Bruce Prichard Admits Which WWE WrestleMania Storyline Was 'Downright Wrong'

03/14/2021 05:43 pm EDT

The WrestleMania VII angle between Hulk Hogan and Sgt. Slaughter remains one of the more controversial storylines WrestleMania history. The year was 1991, and Slaughter had been turned into a heel while stating he was an Iraqi sympathizer during the Gulf War. He eventually dropped the WWF Championship to Hogan at Mania and quickly turned back into a babyface. To this day, many fans still see tying a wrestler's persona into an actual, ongoing war as tasteless.

On a new episode of Something to Wrestling, Bruce Prichard (who was with WWE in '91 and is now the executive director of both Monday Night Raw and Friday Night SmackDown) openly admitted he wouldn't do the angle now with the benefit of hindsight.

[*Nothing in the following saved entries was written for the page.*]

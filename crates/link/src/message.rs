// SPDX-License-Identifier: BUSL-1.1
// Copyright (c) 2026 Alfred Jean LLC

//! Outbound messages and inbound deliveries.

use std::time::{Duration, SystemTime, UNIX_EPOCH};

use bytes::Bytes;
use serde::de::DeserializeOwned;
use serde::Serialize;

use crate::config::LinkConfig;
use crate::transport::Arguments;

/// AMQP basic-properties subset carried on every message.
#[derive(Debug, Clone, Default, PartialEq)]
pub struct MessageProperties {
    pub content_type: Option<String>,
    pub content_encoding: Option<String>,
    pub delivery_mode: DeliveryMode,
    pub message_id: Option<String>,
    pub app_id: Option<String>,
    pub correlation_id: Option<String>,
    pub reply_to: Option<String>,
    /// Per-message TTL.
    pub expiration: Option<Duration>,
    /// Epoch seconds.
    pub timestamp: Option<u64>,
    pub headers: Arguments,
}

#[derive(Debug, Clone, Copy, Default, PartialEq, Eq)]
pub enum DeliveryMode {
    Transient,
    #[default]
    Persistent,
}

/// Where a publish goes.
#[derive(Debug, Clone, Default, PartialEq)]
pub struct PublishTarget {
    pub exchange: String,
    pub routing_key: String,
    /// When set, an unroutable message comes back as a Return and fails
    /// the publish promise instead of being dropped by the broker.
    pub mandatory: bool,
}

/// A message handed to [`Producer::publish`].
///
/// [`Producer::publish`]: crate::producer::Producer::publish
#[derive(Debug, Clone)]
pub struct OutboundMessage {
    pub properties: MessageProperties,
    pub target: PublishTarget,
    pub body: Bytes,
}

impl OutboundMessage {
    /// Message with a raw byte body and default properties.
    pub fn bytes(body: impl Into<Bytes>) -> Self {
        Self {
            properties: MessageProperties::default(),
            target: PublishTarget::default(),
            body: body.into(),
        }
    }

    /// Message with a JSON body and `application/json` content type.
    pub fn json<T: Serialize>(value: &T) -> Result<Self, serde_json::Error> {
        let body = serde_json::to_vec(value)?;
        let mut message = Self::bytes(body);
        message.properties.content_type = Some("application/json".to_owned());
        Ok(message)
    }

    pub fn to_exchange(mut self, exchange: impl Into<String>) -> Self {
        self.target.exchange = exchange.into();
        self
    }

    pub fn with_routing_key(mut self, routing_key: impl Into<String>) -> Self {
        self.target.routing_key = routing_key.into();
        self
    }

    pub fn mandatory(mut self) -> Self {
        self.target.mandatory = true;
        self
    }

    pub fn with_message_id(mut self, id: impl Into<String>) -> Self {
        self.properties.message_id = Some(id.into());
        self
    }

    pub fn with_correlation_id(mut self, id: impl Into<String>) -> Self {
        self.properties.correlation_id = Some(id.into());
        self
    }

    pub fn with_reply_to(mut self, queue: impl Into<String>) -> Self {
        self.properties.reply_to = Some(queue.into());
        self
    }

    pub fn with_expiration(mut self, ttl: Duration) -> Self {
        self.properties.expiration = Some(ttl);
        self
    }

    pub fn with_header(mut self, key: impl Into<String>, value: serde_json::Value) -> Self {
        self.properties.headers.insert(key.into(), value);
        self
    }

    /// Stamp the current wall-clock time into the timestamp property.
    pub fn with_timestamp_now(mut self) -> Self {
        let now = SystemTime::now().duration_since(UNIX_EPOCH).unwrap_or_default();
        self.properties.timestamp = Some(now.as_secs());
        self
    }
}

/// A message delivered to a consumer.
#[derive(Debug, Clone)]
pub struct Delivery {
    /// Broker-assigned tag, monotonic within the source channel.
    pub delivery_tag: u64,
    pub redelivered: bool,
    pub exchange: String,
    pub routing_key: String,
    pub queue: String,
    pub properties: MessageProperties,
    pub body: Bytes,
    /// Channel generation that produced this delivery. Tags are only valid
    /// against their own generation; outcomes for older generations are
    /// dropped because the broker has already requeued on channel close.
    pub(crate) generation: u64,
}

impl Delivery {
    pub fn generation(&self) -> u64 {
        self.generation
    }

    /// Whether this message was published by this application, judged by
    /// the configured application id.
    pub fn is_from_this_app(&self, config: &LinkConfig) -> bool {
        self.properties.app_id.as_deref() == Some(config.app_id.as_str())
    }

    /// Deserialize the body as JSON.
    pub fn json<T: DeserializeOwned>(&self) -> Result<T, serde_json::Error> {
        serde_json::from_slice(&self.body)
    }
}

#[cfg(test)]
#[path = "message_tests.rs"]
mod tests;
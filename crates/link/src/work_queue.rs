// SPDX-License-Identifier: BUSL-1.1
// Copyright (c) 2026 Alfred Jean LLC

//! Unbounded FIFO queues of [`WorkItem`]s, plus a fair multi-queue union.
//!
//! `take` suspends until an item is ready or the caller's cancellation
//! fires. Items whose own cancellation already fired are settled Canceled
//! and skipped. Closing a queue drains it, fails every queued item and
//! makes later puts fail the same way.

use std::collections::VecDeque;
use std::sync::atomic::{AtomicUsize, Ordering};
use std::sync::Arc;

use parking_lot::Mutex;
use tokio::sync::futures::Notified;
use tokio::sync::Notify;
use tokio_util::sync::CancellationToken;

use crate::error::LinkError;
use crate::work_item::WorkItem;

struct Inner<P, T> {
    items: VecDeque<Arc<WorkItem<P, T>>>,
    closed: Option<LinkError>,
}

/// Unbounded FIFO of work items.
pub struct WorkQueue<P, T = ()> {
    inner: Mutex<Inner<P, T>>,
    ready: Notify,
    vacancy: Notify,
}

impl<P, T> Default for WorkQueue<P, T> {
    fn default() -> Self {
        Self::new()
    }
}

impl<P, T> WorkQueue<P, T> {
    pub fn new() -> Self {
        Self {
            inner: Mutex::new(Inner { items: VecDeque::new(), closed: None }),
            ready: Notify::new(),
            vacancy: Notify::new(),
        }
    }

    /// Append an item. If the queue is closed, the item is failed with the
    /// closing error instead; returns whether the item was enqueued.
    pub fn put(&self, item: Arc<WorkItem<P, T>>) -> bool {
        self.insert(item, false)
    }

    /// Insert an item at the head (retry path).
    pub fn put_front(&self, item: Arc<WorkItem<P, T>>) -> bool {
        self.insert(item, true)
    }

    fn insert(&self, item: Arc<WorkItem<P, T>>, front: bool) -> bool {
        let rejected = {
            let mut inner = self.inner.lock();
            match &inner.closed {
                Some(error) => Some(error.clone()),
                None => {
                    if front {
                        inner.items.push_front(item.clone());
                    } else {
                        inner.items.push_back(item.clone());
                    }
                    None
                }
            }
        };
        match rejected {
            Some(error) => {
                item.disarm_guard();
                item.completion().fail(error);
                false
            }
            None => {
                self.ready.notify_waiters();
                true
            }
        }
    }

    /// Pop the first non-canceled item, settling and dropping canceled ones.
    pub fn try_take(&self) -> Option<Arc<WorkItem<P, T>>> {
        let (taken, reaped) = {
            let mut inner = self.inner.lock();
            let mut reaped: Vec<Arc<WorkItem<P, T>>> = Vec::new();
            loop {
                match inner.items.pop_front() {
                    Some(item) if item.is_canceled() => reaped.push(item),
                    Some(item) => break (Some(item), reaped),
                    None => break (None, reaped),
                }
            }
        };
        for item in reaped {
            item.disarm_guard();
            item.completion().cancel();
        }
        if let Some(item) = &taken {
            // Once out of the queue the item belongs to its taker; any
            // auto-cancellation watcher must stand down first.
            item.disarm_guard();
            self.vacancy.notify_waiters();
        }
        taken
    }

    /// Take the next item, suspending until one is ready.
    ///
    /// Fails with [`LinkError::Canceled`] when `cancel` fires first, or
    /// with the closing error once the queue is closed and drained.
    pub async fn take(&self, cancel: &CancellationToken) -> Result<Arc<WorkItem<P, T>>, LinkError> {
        loop {
            // Enable the waiter before checking, so a put that lands in
            // between still wakes us.
            let ready = self.ready.notified();
            tokio::pin!(ready);
            ready.as_mut().enable();
            if let Some(item) = self.try_take() {
                return Ok(item);
            }
            if let Some(error) = self.closed_error() {
                return Err(error);
            }
            tokio::select! {
                _ = cancel.cancelled() => return Err(LinkError::Canceled),
                _ = &mut ready => {}
            }
        }
    }

    /// Remove a specific queued item. Returns whether it was still queued.
    pub fn remove(&self, item: &Arc<WorkItem<P, T>>) -> bool {
        let removed = {
            let mut inner = self.inner.lock();
            match inner.items.iter().position(|queued| Arc::ptr_eq(queued, item)) {
                Some(pos) => {
                    inner.items.remove(pos);
                    true
                }
                None => false,
            }
        };
        if removed {
            self.vacancy.notify_waiters();
        }
        removed
    }

    /// Drain the queue, failing every queued item with `error`, and make
    /// all later puts fail the same way.
    pub fn close(&self, error: LinkError) {
        let drained: Vec<Arc<WorkItem<P, T>>> = {
            let mut inner = self.inner.lock();
            inner.closed = Some(error.clone());
            inner.items.drain(..).collect()
        };
        for item in drained {
            item.disarm_guard();
            item.completion().fail(error.clone());
        }
        self.ready.notify_waiters();
        self.vacancy.notify_waiters();
    }

    pub fn closed_error(&self) -> Option<LinkError> {
        self.inner.lock().closed.clone()
    }

    pub fn len(&self) -> usize {
        self.inner.lock().items.len()
    }

    pub fn is_empty(&self) -> bool {
        self.inner.lock().items.is_empty()
    }

    /// Readiness signal for composite takes; fires on every put.
    pub(crate) fn ready_notified(&self) -> Notified<'_> {
        self.ready.notified()
    }

    /// Vacancy signal for backpressure waits; fires on every take/remove.
    pub(crate) fn vacancy_notified(&self) -> Notified<'_> {
        self.vacancy.notified()
    }
}

/// Fair union over several child queues.
///
/// `take` polls the children round-robin from a rotating start index, so no
/// child starves while another stays busy.
pub struct CompositeWorkQueue<P, T = ()> {
    queues: Vec<Arc<WorkQueue<P, T>>>,
    next: AtomicUsize,
}

impl<P, T> CompositeWorkQueue<P, T> {
    pub fn new(queues: Vec<Arc<WorkQueue<P, T>>>) -> Self {
        Self { queues, next: AtomicUsize::new(0) }
    }

    pub fn try_take(&self) -> Option<Arc<WorkItem<P, T>>> {
        let n = self.queues.len();
        let start = self.next.fetch_add(1, Ordering::Relaxed);
        (0..n).find_map(|i| self.queues[(start + i) % n].try_take())
    }

    /// Take the earliest ready item across all children.
    pub async fn take(&self, cancel: &CancellationToken) -> Result<Arc<WorkItem<P, T>>, LinkError> {
        if self.queues.is_empty() {
            cancel.cancelled().await;
            return Err(LinkError::Canceled);
        }
        loop {
            let mut ready: Vec<_> =
                self.queues.iter().map(|q| Box::pin(q.ready_notified())).collect();
            for notified in ready.iter_mut() {
                notified.as_mut().enable();
            }
            if let Some(item) = self.try_take() {
                return Ok(item);
            }
            tokio::select! {
                _ = cancel.cancelled() => return Err(LinkError::Canceled),
                _ = futures_util::future::select_all(ready) => {}
            }
        }
    }
}

#[cfg(test)]
#[path = "work_queue_tests.rs"]
mod tests;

"First of all, having to do it all over again in hindsight being 20/20, we wouldn't have done it and it was timely and it was, you know, in many ways formulaic in how we had presented storylines before," Prichard said [h/t Fightful] "[Displaying] what was going on in the world and in being able to take conflict in the world and bring the conflict into the ring in a storyline that hopefully will make sense and this was probably just a little too soon, a little too close to home, and I don't think that anyone ever really thought that until this weekend that we were actually going to have a full conflict and go to war. It was you out there and everybody was watching what's going on in Iraq but you think that — you hear the s— all the time, but there's no big, major war and then this one turned into that major war that people haven't been apart of in many many years and I think that it just affected the psyche of the country.

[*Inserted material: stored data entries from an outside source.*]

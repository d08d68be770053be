// SPDX-License-Identifier: BUSL-1.1
// Copyright (c) 2026 Alfred Jean LLC

//! Consumer scenarios: end-to-end routing, prefetch-bounded delivery,
//! handler cancellation, and nack-driven redelivery.

use std::sync::atomic::{AtomicU32, Ordering};
use std::sync::Arc;
use std::time::Duration;

use async_trait::async_trait;
use parking_lot::Mutex;
use tether::{
    ConsumeOutcome, Delivery, DeliveryHandler, ExchangeKind, LinkError, OutboundMessage,
};
use tether_specs::{build_link, eventually, init_tracing, ChaosBroker};
use tokio_util::sync::CancellationToken;

struct CountingHandler {
    bodies: Mutex<Vec<String>>,
    redelivered: Mutex<Vec<bool>>,
    invocations: AtomicU32,
    nack_first: AtomicU32,
    gate: Option<Arc<tokio::sync::Notify>>,
}

impl CountingHandler {
    fn acking() -> Arc<Self> {
        Arc::new(Self {
            bodies: Mutex::new(Vec::new()),
            redelivered: Mutex::new(Vec::new()),
            invocations: AtomicU32::new(0),
            nack_first: AtomicU32::new(0),
            gate: None,
        })
    }

    fn nacking_first(n: u32) -> Arc<Self> {
        let handler = Self::acking();
        handler.nack_first.store(n, Ordering::Release);
        handler
    }

    fn gated(gate: Arc<tokio::sync::Notify>) -> Arc<Self> {
        Arc::new(Self {
            bodies: Mutex::new(Vec::new()),
            redelivered: Mutex::new(Vec::new()),
            invocations: AtomicU32::new(0),
            nack_first: AtomicU32::new(0),
            gate: Some(gate),
        })
    }
}

#[async_trait]
impl DeliveryHandler for CountingHandler {
    async fn handle(
        &self,
        delivery: Delivery,
        cancel: CancellationToken,
    ) -> Result<ConsumeOutcome, LinkError> {
        self.invocations.fetch_add(1, Ordering::AcqRel);
        self.bodies.lock().push(String::from_utf8_lossy(&delivery.body).into_owned());
        self.redelivered.lock().push(delivery.redelivered);
        if let Some(gate) = &self.gate {
            tokio::select! {
                _ = gate.notified() => {}
                _ = cancel.cancelled() => return Err(LinkError::Canceled),
            }
        }
        let nacks = self.nack_first.load(Ordering::Acquire);
        if nacks > 0 {
            self.nack_first.store(nacks - 1, Ordering::Release);
            return Ok(ConsumeOutcome::Nack { requeue: true });
        }
        Ok(ConsumeOutcome::Ack)
    }
}

// ── end-to-end: publish, route, consume, ack ──────────────────────────────

#[tokio::test]
async fn published_messages_reach_the_consumer_and_drain_the_queue() -> anyhow::Result<()> {
    init_tracing();
    let broker = ChaosBroker::new();
    let link = build_link(&broker)?;
    link.initialize();

    let handler = CountingHandler::acking();
    let consumer = link
        .consumer()
        .topology(|ops| async move {
            ops.exchange_declare("orders", ExchangeKind::Direct, true, false).await?;
            ops.queue_declare_durable("orders.eu").await?;
            ops.bind("orders.eu", "orders", "eu").await?;
            Ok("orders.eu".to_owned())
        })
        .prefetch(8)
        .handler(Arc::clone(&handler) as _)
        .build()?;

    eventually("consumer topology", || broker.declare_count("bind:orders.eu:orders") >= 1).await;

    let producer = link.producer().build();
    let cancel = CancellationToken::new();
    for n in 0..5u32 {
        let message =
            OutboundMessage::bytes(format!("order-{n}")).to_exchange("orders").with_routing_key("eu");
        producer.publish(message, &cancel).await?;
    }

    {
        let handler = Arc::clone(&handler);
        eventually("all consumed", move || handler.invocations.load(Ordering::Acquire) == 5).await;
    }
    eventually("queue drained", || broker.queue_depth("orders.eu") == 0).await;
    eventually("nothing unacked", || broker.unacked_total() == 0).await;

    consumer.dispose().await;
    link.dispose().await;
    Ok(())
}

// ── S6: consumer handler cancellation ─────────────────────────────────────

#[tokio::test]
async fn dispose_with_parked_handler_leaves_messages_for_redelivery() -> anyhow::Result<()> {
    init_tracing();
    let broker = ChaosBroker::new();
    for n in 0..10u32 {
        broker.seed_queue("inbox", &format!("m-{n}"));
    }
    let link = build_link(&broker)?;
    link.initialize();

    let gate = Arc::new(tokio::sync::Notify::new());
    let handler = CountingHandler::gated(Arc::clone(&gate));
    let consumer = link
        .consumer()
        .queue("inbox")
        .prefetch(2)
        .handler(Arc::clone(&handler) as _)
        .build()?;

    // Prefetch bounds the broker: at most 2 deliveries reach the handler
    // while it is parked on the gate.
    {
        let handler = Arc::clone(&handler);
        eventually("first delivery", move || handler.invocations.load(Ordering::Acquire) >= 1)
            .await;
    }
    tokio::time::sleep(Duration::from_millis(60)).await;
    assert!(handler.invocations.load(Ordering::Acquire) <= 2);
    assert_eq!(broker.queue_depth("inbox"), 8);

    // Dispose before opening the gate: no ack may be sent, the broker
    // keeps every message.
    consumer.dispose().await;
    gate.notify_waiters();
    tokio::time::sleep(Duration::from_millis(60)).await;
    assert_eq!(broker.queue_depth("inbox"), 10);
    assert_eq!(broker.unacked_total(), 0);

    link.dispose().await;
    Ok(())
}

// ── redelivery ────────────────────────────────────────────────────────────

#[tokio::test]
async fn nack_with_requeue_redelivers_the_message() -> anyhow::Result<()> {
    init_tracing();
    let broker = ChaosBroker::new();
    broker.seed_queue("retry.q", "flaky");
    let link = build_link(&broker)?;
    link.initialize();

    let handler = CountingHandler::nacking_first(1);
    let consumer = link
        .consumer()
        .queue("retry.q")
        .prefetch(1)
        .handler(Arc::clone(&handler) as _)
        .build()?;

    {
        let handler = Arc::clone(&handler);
        eventually("redelivered and acked", move || {
            handler.invocations.load(Ordering::Acquire) == 2
        })
        .await;
    }
    assert_eq!(*handler.redelivered.lock(), vec![false, true]);
    eventually("drained", || broker.queue_depth("retry.q") == 0).await;

    consumer.dispose().await;
    link.dispose().await;
    Ok(())
}

#[tokio::test]
async fn channel_loss_redelivers_unacked_messages() -> anyhow::Result<()> {
    init_tracing();
    let broker = ChaosBroker::new();
    broker.seed_queue("inbox", "survivor");
    let link = build_link(&broker)?;
    link.initialize();

    let gate = Arc::new(tokio::sync::Notify::new());
    let handler = CountingHandler::gated(Arc::clone(&gate));
    let consumer = link
        .consumer()
        .queue("inbox")
        .prefetch(1)
        .handler(Arc::clone(&handler) as _)
        .build()?;

    {
        let handler = Arc::clone(&handler);
        eventually("first delivery", move || handler.invocations.load(Ordering::Acquire) == 1)
            .await;
    }

    // Kill the channel while the message is unacked; the broker requeues
    // and the recovered consumer sees it again, marked redelivered.
    broker.kill_latest_channel();
    gate.notify_waiters();
    {
        let handler = Arc::clone(&handler);
        eventually("redelivery", move || handler.invocations.load(Ordering::Acquire) >= 2).await;
    }
    assert!(handler.redelivered.lock().iter().any(|redelivered| *redelivered));

    gate.notify_waiters();
    consumer.dispose().await;
    link.dispose().await;
    Ok(())
}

"You look at Japanese wrestling and where Japanese wrestling really took off is when they started bringing Americans in to be the villains, to be the heels. 'Here are these bad guys that came over after Pearl Harbor and leveled cities,' so let's bring them in and portray them as nasty people, forgetting that they bombed Pearl Harbor first. So, it was both sides. Both sides absolutely sensationalized it and that was part of entertainment and when talent would go to go to Germany and work in Germany, that's how a lot of guys got heat. I'm not saying it was right and in hindsight, it was just downright wrong but it was a completely different time."